- Founded: October 1, 1889; 136 years ago Brown University
- Type: Social
- Former affiliation: NIC
- Status: Merged
- Merge date: April 29, 1959
- Successor: Phi Kappa Theta
- Emphasis: Catholicism
- Scope: National
- Motto: "Loyalty to God and College"
- Colors: Purple, White, and Gold
- Flower: Ophelia Rose
- Jewel: Amethyst
- Publication: Yippa-Yappa later, The Temple
- Chapters: 40 installed
- Headquarters: United States

= Phi Kappa (Catholic fraternity) =

Defunct American collegiate fraternity

Phi Kappa (ΦΚ) was an American social fraternity founded on by a group of Catholic students at Brown University who were refused entrance to other fraternities because of their faith. On April 29, 1959, Phi Kappa merged with a similar fraternity Theta Kappa Phi to form Phi Kappa Theta.

==History==
Phi Kappa originated as a local club for Catholic students at Brown University called Phi Kappa Sigma, meaning "Fraternity of Catholic Students". Its founders were James E. Brennan, Thomas P Corcoran, Edward F. Cunningham, John J. Fitzgerald, James M. Gillrain, Dennis J. Holland, Joseph Mary Killelea, Edward S. Kiley, Joseph Kirwen, William H. Magill, Arthur F. McGinn, Edward DeV. O'Connor, and James E. Smith. (Note: Phi Kappa Theta's History notes nine founders, but Baird's goes on to mention four more.
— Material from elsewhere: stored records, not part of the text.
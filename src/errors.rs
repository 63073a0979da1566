//! Error types for the Git-Transfer-Auth crate.
//!
//! This module defines the closed error enumeration used by credential
//! negotiation, environment resolution and the transport driver. It integrates
//! with `thiserror` so that every variant carries its user-facing message in
//! its `#[error]` attribute; there is no separate message table.
//!
//! Notes:
//! - Only `TransportError` and `UnableToAuthenticate` are meant to reach the
//!   end user. The rest are consumed by the transport's retry/abort logic.
//! - No variant ever carries secret material, only variable names and kinds.

use thiserror::Error;

use crate::credential::CredentialKind;

#[derive(Error, Debug)]
/// Unified error enumeration for the Git-Transfer-Auth library.
///
/// - Returned by every negotiation attempt that does not produce a credential.
/// - Implements `std::error::Error` via `thiserror`.
pub enum AuthError {
    /// The supplied credential variant is not among the allowed types.
    #[error("The `{0}` credentials are not among the allowed credential types.")]
    Unsupported(CredentialKind),

    /// Required environment variable missing or empty.
    #[error("Environment variable `{0}` is not set or is empty.")]
    EnvVarUnset(String),

    /// Secret buffer allocation failed.
    #[error("Unable to allocate memory buffer")]
    AllocationFailure,

    /// SSH key material unreadable or invalid.
    #[error("Unable to load SSH key: {0}")]
    KeyLoadError(String),

    /// The SSH agent could not provide a credential.
    #[error("SSH agent unavailable: {0}")]
    AgentUnavailable(String),

    /// The SSH agent was already tried once in this session.
    #[error("SSH agent authentication was already attempted for this session.")]
    AgentExhausted,

    /// Failure reported by the underlying transport, carried verbatim.
    #[error("Error {code}: {message}")]
    TransportError { code: i32, message: String },

    /// Every allowed scheme was exhausted without being accepted.
    #[error("Unable to authenticate with supplied credentials")]
    UnableToAuthenticate,
}

/// Fieldless mirror of [`AuthError`] for matching without caring about payloads.
#[derive(Clone, Copy, Debug, PartialEq, Eq, Hash)]
pub enum ErrorKind {
    Unsupported,
    EnvVarUnset,
    AllocationFailure,
    KeyLoadError,
    AgentUnavailable,
    AgentExhausted,
    TransportError,
    UnableToAuthenticate,
}

impl AuthError {
    pub fn kind(&self) -> ErrorKind {
        match self {
            AuthError::Unsupported(_) => ErrorKind::Unsupported,
            AuthError::EnvVarUnset(_) => ErrorKind::EnvVarUnset,
            AuthError::AllocationFailure => ErrorKind::AllocationFailure,
            AuthError::KeyLoadError(_) => ErrorKind::KeyLoadError,
            AuthError::AgentUnavailable(_) => ErrorKind::AgentUnavailable,
            AuthError::AgentExhausted => ErrorKind::AgentExhausted,
            AuthError::TransportError { .. } => ErrorKind::TransportError,
            AuthError::UnableToAuthenticate => ErrorKind::UnableToAuthenticate,
        }
    }

    pub fn transport(code: i32, message: &str) -> Self {
        AuthError::TransportError {
            code,
            message: message.to_string(),
        }
    }

    /// Whether the error is surfaced to the end user with diagnostic detail.
    pub fn is_user_facing(&self) -> bool {
        matches!(
            self,
            AuthError::TransportError { .. } | AuthError::UnableToAuthenticate
        )
    }
}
Baird's list is shown here. Three of these men are the first initiates, Magill, Fitzgerald, and Corcoran, with the addition of Kirwen.)

From the beginning the organization emphasized loyalty to alma mater and remained a home for Catholic students who were otherwise unable to join other fraternities. Its name was changed to Phi Kappa in 1900 after the discovery of an older society with the same name. It was incorporated on in the State of Rhode Island. This date was celebrated by the fraternity as its Founders Day.

Expansion was sought out at large schools, and not specifically Catholic institutions. Its Beta chapter was placed at the University of Illinois in 1912 with the adoption of the local Loyola Club. This was soon followed by the Gamma chapter at Penn State in 1913. Many of its chapters came from the absorption of earlier local groups or Catholic clubs. Phi Kappa joined the North American Interfraternity Conference in 1916.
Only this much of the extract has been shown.